Enviada em 14/07/2020

O Fantasma da Revolução

A Primeira Revolução Industrial foi um marco importante para o desenvolvimento de muitos setores da sociedade, assim como, para as relações sociais. Hoje, 260 anos após a Revolução, pode-se observar um grande avanço nas linhas de produção e nas tecnologias empregadas. Entretanto, por motivos como a intensa desigualdade social e as ineficientes leis a exploração trabalhista se perpetuou, de forma mais discreta, mas com danos semelhantes aos trabalhadores.
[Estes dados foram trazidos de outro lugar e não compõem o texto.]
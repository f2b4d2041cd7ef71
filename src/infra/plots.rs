// ============================================================
// Layer 6 — Training Curves
// ============================================================
// Renders the four curves of a run as PNG line charts:
//
//   output_graphs/training_loss.png     x = every epoch
//   output_graphs/training_acc.png
//   output_graphs/validation_loss.png   x = 1, 1 + val_every, ...
//   output_graphs/validation_acc.png
//
// The y axis always starts at 0. The bitmap backend is built
// without a font engine, so the charts carry no text; the file
// name says what is plotted and metrics.csv holds the numbers.
//
// Reference: plotters crate documentation

use anyhow::{Context, Result};
use plotters::prelude::{BitMapBackend, ChartBuilder, IntoDrawingArea, LineSeries, BLUE, WHITE};
use std::{
    fs,
    path::{Path, PathBuf},
};

use crate::infra::metrics::EpochMetrics;

const GRAPH_DIR: &str = "output_graphs";
const SIZE: (u32, u32) = (640, 480);

/// Draw every curve `history` has data for into `{dir}/output_graphs`.
/// Returns the files written.
pub fn render_training_curves(dir: impl AsRef<Path>, history: &[EpochMetrics]) -> Result<Vec<PathBuf>> {
    let graph_dir = dir.as_ref().join(GRAPH_DIR);
    fs::create_dir_all(&graph_dir)
        .with_context(|| format!("Cannot create '{}'", graph_dir.display()))?;

    let last_epoch = history.last().map_or(1, |m| m.epoch);

    let train = |f: fn(&EpochMetrics) -> f64| -> Vec<(usize, f64)> {
        history.iter().map(|m| (m.epoch, f(m))).collect()
    };
    let val = |f: fn(&EpochMetrics) -> Option<f64>| -> Vec<(usize, f64)> {
        history.iter().filter_map(|m| f(m).map(|v| (m.epoch, v))).collect()
    };

    let curves = [
        ("training_loss",   train(|m| m.train_loss)),
        ("training_acc",    train(|m| m.train_acc)),
        ("validation_loss", val(|m| m.val_loss)),
        ("validation_acc",  val(|m| m.val_acc)),
    ];

    let mut written = Vec::with_capacity(curves.len());
    for (name, points) in &curves {
        if points.is_empty() {
            tracing::warn!("no data for {name}; chart skipped");
            continue;
        }
        let path = graph_dir.join(format!("{name}.png"));
        draw_curve(&path, points, last_epoch)
            .with_context(|| format!("Cannot draw '{}'", path.display()))?;
        written.push(path);
    }

    tracing::info!("Saved {} charts to '{}'", written.len(), graph_dir.display());
    Ok(written)
}

fn draw_curve(path: &Path, points: &[(usize, f64)], last_epoch: usize) -> Result<()> {
    let root = BitMapBackend::new(path, SIZE).into_drawing_area();
    root.fill(&WHITE)?;

    let y_max = points
        .iter()
        .map(|&(_, v)| v)
        .filter(|v| v.is_finite())
        .fold(0.0f64, f64::max);
    let y_max = if y_max > 0.0 { y_max * 1.1 } else { 1.0 };
    // A one-epoch run still needs a non-empty x range
    let x_max = last_epoch.max(2) as f64;

    let mut chart = ChartBuilder::on(&root)
        .margin(20)
        .build_cartesian_2d(1.0f64..x_max, 0.0f64..y_max)?;

    chart.configure_mesh().draw()?;
    chart.draw_series(LineSeries::new(
        points.iter().map(|&(epoch, v)| (epoch as f64, v)),
        &BLUE,
    ))?;

    root.present()?;
    Ok(())
}

// ─── Unit Tests ───────────────────────────────────────────────────────────────
#[cfg(test)]
mod tests {
    use super::*;

    fn history() -> Vec<EpochMetrics> {
        vec![
            EpochMetrics::train_only(1, 2.0, 0.1).with_validation(2.2, 0.1),
            EpochMetrics::train_only(2, 1.5, 0.2),
            EpochMetrics::train_only(3, 1.2, 0.3).with_validation(1.4, 0.25),
        ]
    }

    #[test]
    fn test_writes_four_charts() {
        let dir     = tempfile::tempdir().unwrap();
        let written = render_training_curves(dir.path(), &history()).unwrap();

        assert_eq!(written.len(), 4);
        for name in ["training_loss", "training_acc", "validation_loss", "validation_acc"] {
            let path = dir.path().join(GRAPH_DIR).join(format!("{name}.png"));
            assert!(path.exists(), "missing {}", path.display());
        }
    }

    #[test]
    fn test_skips_validation_without_data() {
        let dir     = tempfile::tempdir().unwrap();
        let history = vec![EpochMetrics::train_only(1, 1.0, 0.5)];
        let written = render_training_curves(dir.path(), &history).unwrap();

        assert_eq!(written.len(), 2);
        assert!(!dir.path().join(GRAPH_DIR).join("validation_loss.png").exists());
    }
}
Em primeiro momento, é de suma importância ressaltar como as desigualdades sociais influenciam na exploração do trabalhador. Nesse sentido, quando uma grande parte da população não possui condições financeiras para um aperfeiçoamento profissional, se torna suscetível ao desemprego, principalmente estrutural, e por consequência ao trabalho informal. Prova disso é a pesquisa realizada pela Associação Aliança Bike, em 2019, a qual mostra que 59% dos entregadores por aplicativo no Brasil escolheram esse trabalho devido ao desemprego, um emprego sem garantias e com salário, muitas vezes, abaixo do mínimo.

Além da desigualdade social, a ineficiência das leis trabalhistas é um agravante sério a essa problemática. Deste modo, é possível inferir que, em uma sociedade que visa somente o lucro e as leis não são devidamente cumpridas há a ocorrência de inúmeros casos relacionados à exploração de trabalhadores. Exemplo disso é o dado da SIT o qual mostra que 1.213 pessoas foram resgatadas de trabalhos análogos à escravidão em 2019, ou seja, para ter mais lucro a vida de 1.213 pessoas estava em risco e sem a mínima integridade.
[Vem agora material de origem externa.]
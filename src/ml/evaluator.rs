// ============================================================
// Layer 5 — Analogy Evaluator
// ============================================================
// Downstream check of the learned vectors on a:b::c:d analogies.
//
// For each analogy the query vector is b - a + c (3CosAdd, on
// unit-normalised vectors). Every other word is ranked by cosine
// similarity to the query, leaving out a, b and c themselves,
// and we look at where d lands.
//
// Scores per analogy:
//   exact  1 if d is ranked first, else 0
//   RR     1 / rank of d
//   rank   position of d (1 = best)
//
// If d falls outside the top TOP_N, is itself one of a, b, c, or
// any of the four words is not in the vocabulary, the analogy
// counts as a miss: exact 0, RR 0, rank TOP_N. Out-of-vocabulary analogies are also
// reported with a warning, because they mean the vocabulary
// was too small for the evaluation set.

use std::collections::BTreeMap;

use crate::domain::analogy::{analogy_count, Analogy, AnalogySet};
use crate::infra::word_vectors::WordVectors;

pub const TOP_N: usize = 1000;

/// Aggregate scores over a group of analogies.
#[derive(Debug, Clone, Default, PartialEq)]
pub struct AnalogyScore {
    pub count:       usize,
    pub exact:       f64,
    pub mrr:         f64,
    pub mean_rank:   f64,
    pub out_of_vocab: usize,
}

impl AnalogyScore {
    fn add(&mut self, outcome: Outcome) {
        // Running means keep the struct valid after every update
        let n = (self.count + 1) as f64;
        let (exact, rr, rank) = match outcome {
            Outcome::Ranked(rank) if rank <= TOP_N => {
                ((rank == 1) as u8 as f64, 1.0 / rank as f64, rank as f64)
            }
            Outcome::Ranked(_) | Outcome::AnswerIsInput => (0.0, 0.0, TOP_N as f64),
            Outcome::OutOfVocab => {
                self.out_of_vocab += 1;
                (0.0, 0.0, TOP_N as f64)
            }
        };
        self.exact     += (exact - self.exact) / n;
        self.mrr       += (rr - self.mrr) / n;
        self.mean_rank += (rank - self.mean_rank) / n;
        self.count     += 1;
    }

    fn merge(&mut self, other: &AnalogyScore) {
        let total = self.count + other.count;
        if total == 0 {
            return;
        }
        let w_self  = self.count as f64 / total as f64;
        let w_other = other.count as f64 / total as f64;
        self.exact        = self.exact * w_self + other.exact * w_other;
        self.mrr          = self.mrr * w_self + other.mrr * w_other;
        self.mean_rank    = self.mean_rank * w_self + other.mean_rank * w_other;
        self.count        = total;
        self.out_of_vocab += other.out_of_vocab;
    }
}

#[derive(Debug, Clone, Copy, PartialEq)]
enum Outcome {
    Ranked(usize),
    /// d is one of a, b, c, which are never candidates
    AnswerIsInput,
    OutOfVocab,
}

/// Scores grouped like the input: type → subtype, plus per-type totals.
#[derive(Debug, Clone, Default)]
pub struct EvalReport {
    pub subtypes: BTreeMap<String, BTreeMap<String, AnalogyScore>>,
    pub types:    BTreeMap<String, AnalogyScore>,
    pub overall:  AnalogyScore,
}

impl EvalReport {
    /// Human-readable table of every group.
    pub fn render(&self) -> String {
        let mut out = String::new();
        for (kind, subtypes) in &self.subtypes {
            out.push_str(&format!("{kind}:\n"));
            for (subtype, s) in subtypes {
                out.push_str(&format!("  {}\n", line(subtype, s)));
            }
            if let Some(total) = self.types.get(kind) {
                out.push_str(&format!("  {}\n", line("total", total)));
            }
        }
        out.push_str(&line("overall", &self.overall));
        out.push('\n');
        out
    }
}

fn line(label: &str, s: &AnalogyScore) -> String {
    format!(
        "{label:<28} n={:<5} exact={:.4}  MRR={:.4}  MR={:.1}  oov={}",
        s.count, s.exact, s.mrr, s.mean_rank, s.out_of_vocab
    )
}

/// Unit-normalised copy of the vectors for cosine ranking.
pub struct AnalogySolver<'a> {
    vectors: &'a WordVectors,
    unit:    Vec<Vec<f32>>,
}

impl<'a> AnalogySolver<'a> {
    pub fn new(vectors: &'a WordVectors) -> Self {
        let unit = vectors.vectors.iter().map(|v| normalised(v)).collect();
        Self { vectors, unit }
    }

    /// The best candidate for `d` given a, b, c, excluding the inputs.
    pub fn solve(&self, a: &str, b: &str, c: &str) -> Option<&'a str> {
        let (ia, ib, ic) = (
            self.vectors.index_of(a)?,
            self.vectors.index_of(b)?,
            self.vectors.index_of(c)?,
        );
        let query = self.query(ia, ib, ic);

        let words = &self.vectors.words;
        (0..self.unit.len())
            .filter(|&i| i != ia && i != ib && i != ic)
            .map(|i| (i, dot(&self.unit[i], &query)))
            .max_by(|x, y| x.1.total_cmp(&y.1))
            .map(|(i, _)| words[i].as_str())
    }

    /// 1-based rank of `d` among all candidates (a, b, c excluded).
    fn rank(&self, analogy: &Analogy) -> Outcome {
        let idx = |w: &str| self.vectors.index_of(w);
        let (Some(ia), Some(ib), Some(ic), Some(id)) =
            (idx(&analogy.a), idx(&analogy.b), idx(&analogy.c), idx(&analogy.d))
        else {
            return Outcome::OutOfVocab;
        };
        if id == ia || id == ib || id == ic {
            return Outcome::AnswerIsInput;
        }

        let query   = self.query(ia, ib, ic);
        let score_d = dot(&self.unit[id], &query);

        let better = (0..self.unit.len())
            .filter(|&i| i != ia && i != ib && i != ic && i != id)
            .filter(|&i| dot(&self.unit[i], &query) > score_d)
            .count();

        Outcome::Ranked(better + 1)
    }

    fn query(&self, ia: usize, ib: usize, ic: usize) -> Vec<f32> {
        let q: Vec<f32> = self.unit[ib]
            .iter()
            .zip(&self.unit[ia])
            .zip(&self.unit[ic])
            .map(|((b, a), c)| b - a + c)
            .collect();
        normalised(&q)
    }
}

/// Score every analogy in `set` against `vectors`.
pub fn downstream_validation(vectors: &WordVectors, set: &AnalogySet) -> EvalReport {
    tracing::info!(
        "Evaluating downstream performance on analogy task over {} analogies...",
        analogy_count(set)
    );

    let solver     = AnalogySolver::new(vectors);
    let mut report = EvalReport::default();

    for (kind, subtypes) in set {
        let mut type_total = AnalogyScore::default();
        for (subtype, analogies) in subtypes {
            let mut score = AnalogyScore::default();
            if let Some(first) = analogies.first() {
                tracing::debug!(
                    "{kind}/{subtype}: {}:{}::{}:? -> {:?} (expected {})",
                    first.a, first.b, first.c,
                    solver.solve(&first.a, &first.b, &first.c),
                    first.d
                );
            }
            for analogy in analogies {
                let outcome = solver.rank(analogy);
                if outcome == Outcome::OutOfVocab {
                    let missing: Vec<&str> = analogy
                        .words()
                        .into_iter()
                        .filter(|w| vectors.index_of(w).is_none())
                        .collect();
                    tracing::warn!(
                        "analogy {}:{}::{}:{} has out-of-vocabulary words {:?}; scored as a miss",
                        analogy.a, analogy.b, analogy.c, analogy.d, missing
                    );
                }
                score.add(outcome);
            }
            type_total.merge(&score);
            report
                .subtypes
                .entry(kind.clone())
                .or_default()
                .insert(subtype.clone(), score);
        }
        report.overall.merge(&type_total);
        report.types.insert(kind.clone(), type_total);
    }

    report
}

fn dot(a: &[f32], b: &[f32]) -> f32 {
    a.iter().zip(b).map(|(x, y)| x * y).sum()
}

fn normalised(v: &[f32]) -> Vec<f32> {
    let norm = dot(v, v).sqrt();
    if norm == 0.0 {
        return v.to_vec();
    }
    v.iter().map(|x| x / norm).collect()
}

// ─── Unit Tests ───────────────────────────────────────────────────────────────
#[cfg(test)]
mod tests {
    use super::*;

    // A tiny space where king - man + woman lands exactly on queen.
    fn vectors() -> WordVectors {
        let words = ["man", "woman", "king", "queen", "apple"]
            .iter()
            .map(|w| w.to_string())
            .collect();
        WordVectors::new(3, words, vec![
            vec![1.0, 0.0, 0.0],
            vec![0.0, 1.0, 0.0],
            vec![1.0, 0.0, 1.0],
            vec![0.0, 1.0, 1.0],
            vec![-1.0, -1.0, 0.2],
        ])
    }

    fn set(analogies: Vec<Analogy>) -> AnalogySet {
        let mut set = AnalogySet::new();
        set.entry("sem".into()).or_default().insert("gender".into(), analogies);
        set
    }

    #[test]
    fn test_solver_finds_queen() {
        let wv = vectors();
        let solver = AnalogySolver::new(&wv);
        assert_eq!(solver.solve("man", "king", "woman"), Some("queen"));
    }

    #[test]
    fn test_exact_hit_scores_one() {
        let wv     = vectors();
        let report = downstream_validation(&wv, &set(vec![
            Analogy::new("man", "king", "woman", "queen"),
        ]));

        let s = &report.subtypes["sem"]["gender"];
        assert_eq!(s.count, 1);
        assert_eq!(s.exact, 1.0);
        assert_eq!(s.mrr, 1.0);
        assert_eq!(s.mean_rank, 1.0);
    }

    #[test]
    fn test_second_place_scores_half() {
        let wv     = vectors();
        // man:king::woman:apple: queen outranks apple, so apple is 2nd
        let report = downstream_validation(&wv, &set(vec![
            Analogy::new("man", "king", "woman", "apple"),
        ]));

        let s = &report.overall;
        assert_eq!(s.exact, 0.0);
        assert_eq!(s.mrr, 0.5);
        assert_eq!(s.mean_rank, 2.0);
    }

    #[test]
    fn test_out_of_vocab_is_a_miss() {
        let wv     = vectors();
        let report = downstream_validation(&wv, &set(vec![
            Analogy::new("man", "king", "woman", "queen"),
            Analogy::new("man", "prince", "woman", "princess"),
        ]));

        let s = &report.types["sem"];
        assert_eq!(s.count, 2);
        assert_eq!(s.out_of_vocab, 1);
        assert_eq!(s.exact, 0.5);
        assert_eq!(s.mrr, 0.5);
        assert_eq!(s.mean_rank, (1.0 + TOP_N as f64) / 2.0);
    }

    #[test]
    fn test_answer_equal_to_an_input_is_a_miss() {
        let wv     = vectors();
        let report = downstream_validation(&wv, &set(vec![
            Analogy::new("man", "king", "woman", "woman"),
        ]));

        let s = &report.overall;
        assert_eq!(s.exact, 0.0);
        assert_eq!(s.mrr, 0.0);
        assert_eq!(s.mean_rank, TOP_N as f64);
        assert_eq!(s.out_of_vocab, 0);
    }

    #[test]
    fn test_rank_beyond_top_n_is_a_miss() {
        // a and b coincide, so the query is c = (0, 1). Every filler
        // word points the same way and beats d = (1, 0).
        let mut words   = vec!["a".to_string(), "b".to_string(), "c".to_string(), "d".to_string()];
        let mut vectors = vec![vec![1.0, 0.0], vec![1.0, 0.0], vec![0.0, 1.0], vec![1.0, 0.0]];
        for i in 0..TOP_N + 1 {
            words.push(format!("w{i}"));
            vectors.push(vec![0.0, 1.0]);
        }
        let wv = WordVectors::new(2, words, vectors);

        let report = downstream_validation(&wv, &set(vec![Analogy::new("a", "b", "c", "d")]));

        let s = &report.overall;
        assert_eq!(s.count, 1);
        assert_eq!(s.exact, 0.0);
        assert_eq!(s.mrr, 0.0);
        assert_eq!(s.mean_rank, TOP_N as f64);
        assert_eq!(s.out_of_vocab, 0);
    }

    #[test]
    fn test_merge_weights_by_count() {
        let mut a = AnalogyScore { count: 1, exact: 1.0, mrr: 1.0, mean_rank: 1.0, out_of_vocab: 0 };
        let b     = AnalogyScore { count: 3, exact: 0.0, mrr: 0.0, mean_rank: 5.0, out_of_vocab: 2 };
        a.merge(&b);
        assert_eq!(a.count, 4);
        assert_eq!(a.exact, 0.25);
        assert_eq!(a.mean_rank, 4.0);
        assert_eq!(a.out_of_vocab, 2);
    }

    #[test]
    fn test_render_lists_every_group() {
        let wv     = vectors();
        let report = downstream_validation(&wv, &set(vec![
            Analogy::new("man", "king", "woman", "queen"),
        ]));
        let text = report.render();
        assert!(text.contains("sem:"));
        assert!(text.contains("gender"));
        assert!(text.contains("overall"));
    }
}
Nota-se, portanto, que a sociedade moderna vive uma severa crise nas relações trabalhistas. Todavia, medidas podem reverter esse processo. O Ministério da Educação pode promover mais bolsas para cursos técnicos e universidades, com o intuito de amenizar o desemprego estrutural e, por conseguinte, o emprego informal. Ademais, o Ministério da Justiça pode aplicar multas e penalidades mais severas, com o propósito de fazer com que as leis sejam respeitadas. Somente a partir dessas mudanças será possível eliminar o fantasma de 260 anos, a exploração.